I can't use alchemy.

The is really not good on so many levels.  And it's really, really hard not to want to panic right about now.  How is this possible?  All the symbols, the process, it's familiar on some level, but I can't pull it it all together and apply it to save my life.  The notes that I wrote may as well be written in ancient Ishballan for all the sense I'm able to make out of them now!  How is it possible that something I've studied since I was four-five years old just wiped out instantly!  This can't be permanent.  Can it?

Shit.  I'm having like an existential crisis here.  Seriously.  Who am I if I'm not an alchemist any longer?  This was my life.
Alchemy prodigy.  The Fullmetal Alchemist, dog of the military.  Alchemist of the People.  None of those.  I'm not any of those things anymore.   I can't even draw a proper array anymore let alone clap my hands in order to transmute!  It's just...gone.  All of it.  I feel like I've lost my other arm.

That isn't the worst part - not by a long shot.  What if things don't go back to normal?
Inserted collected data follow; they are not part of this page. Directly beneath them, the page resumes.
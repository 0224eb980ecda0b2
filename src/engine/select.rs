//! Engine selection
//!
//! On first use for a category, engines are probed in the fixed preference
//! order {Http, Browser, WebDriver} against the category's archive page:
//! the first engine whose fetch yields at least `min-probe-matches` item
//! matches is locked in for the rest of the run. A forced engine skips the
//! probe entirely and its failures are never downgraded to another engine.

use crate::config::{CrawlSpec, EngineKind, PaginationKind};
use crate::engine::{
    BrowserEngine, Engine, FetchError, FetchOptions, HttpEngine, WebDriverEngine,
};
use scraper::{Html, Selector};
use thiserror::Error;

/// Errors from engine selection; fatal for the affected category only
#[derive(Debug, Error)]
pub enum SelectionError {
    #[error(
        "No engine found at least {min_matches} match(es) for selector '{selector}' on '{url}'. \
         Make sure the URL is a category/archive page and the selector is correct."
    )]
    NoEngineQualified {
        url: String,
        selector: String,
        min_matches: usize,
    },

    #[error("Forced engine '{kind}' failed to initialize: {source}")]
    ForcedEngineFailed {
        kind: EngineKind,
        source: FetchError,
    },
}

/// Counts archive-item selector matches in rendered HTML.
///
/// An unparseable selector counts as zero matches; selectors are validated
/// at config load, so this only happens for probes driven by tests.
pub fn count_matches(html: &str, selector: &str) -> usize {
    let Ok(parsed) = Selector::parse(selector) else {
        return 0;
    };
    Html::parse_document(html).select(&parsed).count()
}

const PROBE_ORDER: [EngineKind; 3] = [EngineKind::Http, EngineKind::Browser, EngineKind::Webdriver];

/// Resolves the engine for one category run.
///
/// `opts` carries the identity the probe fetches (and a browser launch)
/// should use; the probe is a real fetch of the archive page and doubles
/// as archive validation.
pub async fn choose_engine(
    spec: &CrawlSpec,
    opts: &FetchOptions,
) -> Result<Engine, SelectionError> {
    if let Some(kind) = spec.forced_engine {
        tracing::info!(category = %spec.category, engine = %kind, "using forced engine");
        return build_engine(kind, spec, opts)
            .await
            .map_err(|source| SelectionError::ForcedEngineFailed { kind, source });
    }

    // Click pagination needs an engine that can drive interactions, so
    // the plain HTTP engine is not a candidate for those categories.
    let candidates: &[EngineKind] = if matches!(spec.pagination, PaginationKind::Click { .. }) {
        &PROBE_ORDER[1..]
    } else {
        &PROBE_ORDER
    };

    for &kind in candidates {
        tracing::info!(category = %spec.category, engine = %kind, "probing engine");
        let engine = match build_engine(kind, spec, opts).await {
            Ok(engine) => engine,
            Err(e) => {
                tracing::warn!(engine = %kind, error = %e, "engine unavailable, trying next");
                continue;
            }
        };

        match engine.fetch(&spec.archive_url, opts).await {
            Ok(page) => {
                let matches = count_matches(&page.html, &spec.item_selector);
                if matches >= spec.min_probe_matches {
                    tracing::info!(
                        category = %spec.category,
                        engine = %kind,
                        matches,
                        "engine selected"
                    );
                    return Ok(engine);
                }
                tracing::warn!(
                    engine = %kind,
                    matches,
                    required = spec.min_probe_matches,
                    "probe found too few archive items"
                );
            }
            Err(e) => {
                tracing::warn!(engine = %kind, error = %e, "probe fetch failed");
            }
        }
        engine.shutdown().await;
    }

    Err(SelectionError::NoEngineQualified {
        url: spec.archive_url.clone(),
        selector: spec.item_selector.clone(),
        min_matches: spec.min_probe_matches,
    })
}

async fn build_engine(
    kind: EngineKind,
    spec: &CrawlSpec,
    opts: &FetchOptions,
) -> Result<Engine, FetchError> {
    Ok(match kind {
        EngineKind::Http => Engine::Http(HttpEngine::new(spec.timeout)?),
        EngineKind::Browser => Engine::Browser(BrowserEngine::launch(opts).await?),
        EngineKind::Webdriver => {
            Engine::WebDriver(WebDriverEngine::new(&spec.webdriver_url, spec.timeout)?)
        }
    })
}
I suppose I can always try to relearn, but there's no way I'll be up to speed in time for when I go home.  But then...what if this goes beyond remembering how?  What if my actual ability to do alchemy is gone?  Fucking hell.  If I can't do alchemy, how the hell am I going to help  Alphonse?  We're cutting things close as it is!  If he dies because of this...I just...

I don't know what to do.  What am I going to do?